Omanyala: 'Kenyans never quit'
Mary Omatiga sits down with Kenyan sprinter Ferdinand Omanyala to discuss the pride he has for representing his country, what competing means to him, and the legacy he wants to leave behind for future generations.

Kenyan sprinter Ferdinand Omanyala, 28, known as “the fastest man in Africa” for his dominance in the men’s 100m, clocked a remarkable 9.79 seconds at the Kenyan Olympic Track and Field Trials last week, setting the world’s fastest 100m time of 2024. But the 2022 African champion and Tokyo Olympian believes he is just getting started. Omanyala discusses his goals for the 2024 Paris Olympics and the impact he wants to make on the next generation of African sprinters.

*This interview has been edited for length and clarity.

Tell me about your upbringing in Bungoma County, Kenya. Can you paint the picture of what life was like for you there?

Ferdinand Omanyala: Growing up in Bungoma, my dad was someone who wanted us to study and get things right in terms of education. [Our household] was very books-oriented. My brothers and I went to very good schools from primary school through the high school level. But of course, there were other parts to my upbringing including working on farms and herding cattle.

Can you tell me more about your family? What were your parents like and what are some of the lessons they taught you?
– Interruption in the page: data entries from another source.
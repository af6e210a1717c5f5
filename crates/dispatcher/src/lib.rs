//! # Dispatcher
//!
//! Feedback delivery.
//!
//! Responsibilities:
//! - Validate the raw submission body
//! - Route it to the one configured channel (email / issue tracker / webhook)
//! - Collapse every outcome into a `ResultEnvelope`

pub mod channels;
pub mod dispatcher;
pub mod envelope;
pub mod error;
pub mod metrics;

pub use contracts::{FeedbackChannel, FeedbackRecord, ResultEnvelope};
pub use channels::{
    validate_endpoint, Channel, EmailChannel, IssueTrackerChannel, UnconfiguredChannel,
    WebhookChannel,
};
pub use dispatcher::{create_dispatcher, Dispatcher, DispatcherBuilder};
pub use envelope::{normalize, public_message, DispatchOutcome};
pub use error::DispatcherError;
pub use metrics::{DispatchMetrics, MetricsSnapshot};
Omanyala: We’re a family of 7 including my parents so we are five brothers. I am the third-born, so there were two in front of me and two behind me. One thing that I’ve learned from my parents that I still hold on to till now is how strong they were and [their ability to] just get through the challenges of life—holding the family together, and just making sure that no matter what, they’re going to make us happy. That’s something that I picked up and I want to continue [sharing those lessons] with my family now.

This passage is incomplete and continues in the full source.